|
|
|
|
|
|
by yeukhon
4475 days ago
|
|
|
Not entirely true. Fuzzing is not about modifying data. I don't think that's the right way to describe fuzzing. It's about testing the durability of a program by trying all kinds of data, as greedy as possible. This includes known problematic inputs and random inputs to match some expectations. By random it can either be totally random (any length, any pattern) or protocol-aware. Random clicking is a form of random data testing because you are trying random input stream to a program. Your argument is not entirely wrong either. By fuzzing his UI he may trigger the browser to crash. He may trigger his monkey to crash. Fuzzing is a very general technique. I can write a fuzzer that fuzz Firefox's UI Australis. What will I look for?
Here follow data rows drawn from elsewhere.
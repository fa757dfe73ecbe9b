//! `tutorquest init`: write a default config file.

use anyhow::{bail, Result};

use super::Context;

pub fn run(ctx: &Context, force: bool) -> Result<()> {
    if ctx.config_path.exists() && !force {
        bail!(
            "config already exists at {} (use --force to overwrite)",
            ctx.config_path.display()
        );
    }
    let mut config = ctx.config.clone();
    config.tutor.generator.api_key = None;
    config.save(&ctx.config_path)?;
    println!("Wrote {}", ctx.config_path.display());
    Ok(())
}
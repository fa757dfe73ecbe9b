//! Experience points, levels, badges, and daily actions.

use serde::{Deserialize, Serialize};
use tracing::info;

pub const DEFAULT_XP_PER_LEVEL: u32 = 100;

/// Fraction of the way to the next level, in [0, 1).
pub fn level_progress(xp: u32, xp_per_level: u32) -> f64 {
    let per = xp_per_level.max(1);
    (f64::from(xp % per) / f64::from(per)).min(1.0)
}

fn level_for(xp: u32, xp_per_level: u32) -> u32 {
    1 + xp / xp_per_level.max(1)
}

/// Learner XP and level.
#[derive(Debug, Clone, Copy, PartialEq, Eq, Serialize, Deserialize)]
pub struct Progression {
    pub xp: u32,
    pub level: u32,
}

impl Default for Progression {
    fn default() -> Self {
        Self { xp: 0, level: 1 }
    }
}

impl Progression {
    /// Rebuild from persisted values. The level never drops below what the XP implies.
    pub fn restore(xp: u32, level: u32, xp_per_level: u32) -> Self {
        Self {
            xp,
            level: level.max(level_for(xp, xp_per_level)),
        }
    }

    /// Add XP. Returns the new level when it increased.
    pub fn award(&mut self, amount: u32, reason: &str, xp_per_level: u32) -> Option<u32> {
        self.xp = self.xp.saturating_add(amount);
        info!(amount, reason, total = self.xp, "xp awarded");
        let computed = level_for(self.xp, xp_per_level);
        if computed > self.level {
            self.level = computed;
            info!(level = computed, "level up");
            Some(computed)
        } else {
            None
        }
    }

    pub fn xp_to_next_level(&self, xp_per_level: u32) -> u32 {
        let per = xp_per_level.max(1);
        per - self.xp % per
    }

    pub fn badges(&self) -> Vec<Badge> {
        Badge::ALL
            .into_iter()
            .filter(|b| self.level >= b.min_level())
            .collect()
    }
}

#[derive(Debug, Clone, Copy, PartialEq, Eq, Serialize, Deserialize)]
pub enum Badge {
    Starter,
    FocusedLearner,
    KnowledgeSeeker,
}

impl Badge {
    pub const ALL: [Badge; 3] = [Badge::Starter, Badge::FocusedLearner, Badge::KnowledgeSeeker];

    pub fn min_level(&self) -> u32 {
        match self {
            Badge::Starter => 1,
            Badge::FocusedLearner => 2,
            Badge::KnowledgeSeeker => 5,
        }
    }

    pub fn label(&self) -> &'static str {
        match self {
            Badge::Starter => "Starter",
            Badge::FocusedLearner => "Focused Learner",
            Badge::KnowledgeSeeker => "Knowledge Seeker",
        }
    }
}

/// Self-reported study actions that grant fixed XP.
#[derive(Debug, Clone, Copy, PartialEq, Eq, Serialize, Deserialize)]
#[serde(rename_all = "lowercase")]
pub enum DailyAction {
    Practice,
    Lesson,
    Streak,
}

impl DailyAction {
    pub fn xp(&self) -> u32 {
        match self {
            DailyAction::Practice => 15,
            DailyAction::Lesson => 30,
            DailyAction::Streak => 10,
        }
    }

    pub fn reason(&self) -> &'static str {
        match self {
            DailyAction::Practice => "Practice completed",
            DailyAction::Lesson => "Lesson completed",
            DailyAction::Streak => "Streak maintained",
        }
    }
}

impl std::str::FromStr for DailyAction {
    type Err = String;

    fn from_str(s: &str) -> Result<Self, Self::Err> {
        match s.trim().to_ascii_lowercase().as_str() {
            "practice" => Ok(DailyAction::Practice),
            "lesson" => Ok(DailyAction::Lesson),
            "streak" => Ok(DailyAction::Streak),
            other => Err(format!("unknown daily action: {other}")),
        }
    }
}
Maybe after opening 100 tabs and closing the 45th tab the titlebar disappeared. Or resize the browser from range s to range w I will find some range will cause the UI to look ugly (style overflow, etc). Or after clicking on the scrollbar several times consecutively the browser crashed. Barton Miller, the "Father of Fuzzing" did UI fuzzing by simulating actual keystrokes and mouse clicks. See ftp://ftp.cs.wisc.edu/paradyn/technical_papers/fuzz-nt.pdf In his Forwards page, he even mentioned "Monkey" http://pages.cs.wisc.edu/~bart/fuzz/Foreword1.html |
|
|
Relating to the practical example: if one is trying to find bugs from the UI code (or it is the only way to feed inputs to the program), monkey method of fuzzing is the way to go. But if one tries to test the deeper layers of the program, it is beneficial to try to find the lowest layer of inputs we can access, since it enables faster input of test cases and thus makes the fuzzing more effective.
One way of the other, my opinion is that both are fuzzing, by the definition I gave for it :-)